[STORED DATA]:
%%

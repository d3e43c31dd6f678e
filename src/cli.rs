//! Command-line interface for inspecting schedules and generating noise.
//!
//! The denoise step itself needs a transformer and conditioning from
//! upstream stages; the CLI exposes the parts that stand alone.

use std::path::PathBuf;

use clap::{Args, Parser, Subcommand, ValueEnum};
use serde::Serialize;

use crate::config::{DenoiseConfig, Precision};
use crate::error::{DenoiseError, Result};
use crate::generation::{
    calculate_timestep_shift, clip_timestep_schedule_fractional, prepare_timesteps,
    FlowMatchScheduler,
};
use crate::types::{DIMENSION_MULTIPLE, LATENT_SCALE_FACTOR};

/// Working precision selectable on the command line.
#[derive(Debug, Clone, Copy, PartialEq, Eq, ValueEnum)]
pub enum PrecisionArg {
    F32,
    F16,
    Bf16,
}

impl From<PrecisionArg> for Precision {
    fn from(arg: PrecisionArg) -> Self {
        match arg {
            PrecisionArg::F32 => Precision::F32,
            PrecisionArg::F16 => Precision::F16,
            PrecisionArg::Bf16 => Precision::Bf16,
        }
    }
}

/// cogview4-denoise: flow-matching denoise step for CogView4-style models
#[derive(Parser, Debug)]
#[command(name = "cogview4-denoise")]
#[command(about = "Flow-matching denoise step for CogView4-style text-to-image models")]
#[command(version)]
pub struct Cli {
    /// Enable debug logging
    #[arg(short, long, global = true)]
    pub verbose: bool,

    #[command(subcommand)]
    pub command: Command,
}

#[derive(Subcommand, Debug)]
pub enum Command {
    /// Print the resolved timestep schedule for an image size
    Schedule(ScheduleArgs),
    /// Generate seeded latent noise and store it as a tensor
    Noise(NoiseArgs),
}

#[derive(Args, Debug, Clone)]
pub struct ScheduleArgs {
    /// Image width in pixels
    #[arg(long, default_value_t = 1024)]
    pub width: usize,

    /// Image height in pixels
    #[arg(long, default_value_t = 1024)]
    pub height: usize,

    /// Number of denoising steps
    #[arg(long, default_value_t = 10)]
    pub steps: usize,

    /// Transformer patch size
    #[arg(long, default_value_t = 2)]
    pub patch_size: usize,

    /// Fraction of the schedule to skip at the start
    #[arg(long, default_value_t = 0.0)]
    pub denoising_start: f32,

    /// Fraction of the schedule at which to stop
    #[arg(long, default_value_t = 1.0)]
    pub denoising_end: f32,

    /// Print JSON instead of a table
    #[arg(long)]
    pub json: bool,
}

#[derive(Args, Debug, Clone)]
pub struct NoiseArgs {
    /// Image width in pixels
    #[arg(long, default_value_t = 1024)]
    pub width: usize,

    /// Image height in pixels
    #[arg(long, default_value_t = 1024)]
    pub height: usize,

    /// Latent channels
    #[arg(long, default_value_t = 16)]
    pub channels: usize,

    /// Random seed
    #[arg(short, long, default_value_t = 0)]
    pub seed: u64,

    /// Target precision (defaults to the configured precision)
    #[arg(long, value_enum)]
    pub precision: Option<PrecisionArg>,

    /// Tensor store directory
    #[arg(short, long)]
    pub output: Option<PathBuf>,
}

impl Cli {
    /// Parses command-line arguments.
    pub fn parse_args() -> Self {
        Cli::parse()
    }
}

impl NoiseArgs {
    /// Returns the tensor store directory, falling back to the configured one.
    pub fn output_dir(&self, config: &DenoiseConfig) -> PathBuf {
        self.output
            .clone()
            .unwrap_or_else(|| config.effective_tensor_path())
    }
}

/// Resolved schedule for one image size.
#[derive(Debug, Clone, Serialize)]
pub struct ScheduleReport {
    pub image_seq_len: usize,
    pub mu: f32,
    /// Scheduler timesteps (native range).
    pub timesteps: Vec<f32>,
    /// Shifted sigmas including the terminal 0.0.
    pub sigmas: Vec<f32>,
    /// Sigmas walked by the loop after fractional clipping.
    pub clipped: Vec<f32>,
}

impl ScheduleArgs {
    /// Builds the schedule these arguments describe.
    pub fn report(&self) -> Result<ScheduleReport> {
        for (field, value) in [("width", self.width), ("height", self.height)] {
            if value == 0 || value % DIMENSION_MULTIPLE != 0 {
                return Err(DenoiseError::invalid_param(
                    field,
                    format!("{} is not a positive multiple of {}", value, DIMENSION_MULTIPLE),
                ));
            }
        }
        if self.patch_size == 0 {
            return Err(DenoiseError::invalid_param("patch_size", "must be > 0"));
        }

        let latent_h = self.height / LATENT_SCALE_FACTOR;
        let latent_w = self.width / LATENT_SCALE_FACTOR;
        let image_seq_len = (latent_h * latent_w) / (self.patch_size * self.patch_size);

        let mut scheduler = FlowMatchScheduler::cogview4();
        let config = scheduler.config().clone();
        let mu = calculate_timestep_shift(
            image_seq_len,
            config.base_image_seq_len,
            config.base_shift,
            config.max_shift,
        )?;
        let timesteps = prepare_timesteps(&mut scheduler, self.steps, image_seq_len)?;
        let sigmas = scheduler.sigmas().to_vec();
        let clipped =
            clip_timestep_schedule_fractional(&sigmas, self.denoising_start, self.denoising_end)?;

        Ok(ScheduleReport {
            image_seq_len,
            mu,
            timesteps,
            sigmas,
            clipped,
        })
    }
}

%%

Only those lines of the entries above that run from the line containing "use std::path::PathBuf;" to the line containing "#[derive(Parser, Debug)]", both included, should be transcribed exactly.

[ANSWER BELOW]:
use std::path::PathBuf;

use clap::{Args, Parser, Subcommand, ValueEnum};
use serde::Serialize;

use crate::config::{DenoiseConfig, Precision};
use crate::error::{DenoiseError, Result};
use crate::generation::{
    calculate_timestep_shift, clip_timestep_schedule_fractional, prepare_timesteps,
    FlowMatchScheduler,
};
use crate::types::{DIMENSION_MULTIPLE, LATENT_SCALE_FACTOR};

/// Working precision selectable on the command line.
#[derive(Debug, Clone, Copy, PartialEq, Eq, ValueEnum)]
pub enum PrecisionArg {
    F32,
    F16,
    Bf16,
}

impl From<PrecisionArg> for Precision {
    fn from(arg: PrecisionArg) -> Self {
        match arg {
            PrecisionArg::F32 => Precision::F32,
            PrecisionArg::F16 => Precision::F16,
            PrecisionArg::Bf16 => Precision::Bf16,
        }
    }
}

/// cogview4-denoise: flow-matching denoise step for CogView4-style models
#[derive(Parser, Debug)]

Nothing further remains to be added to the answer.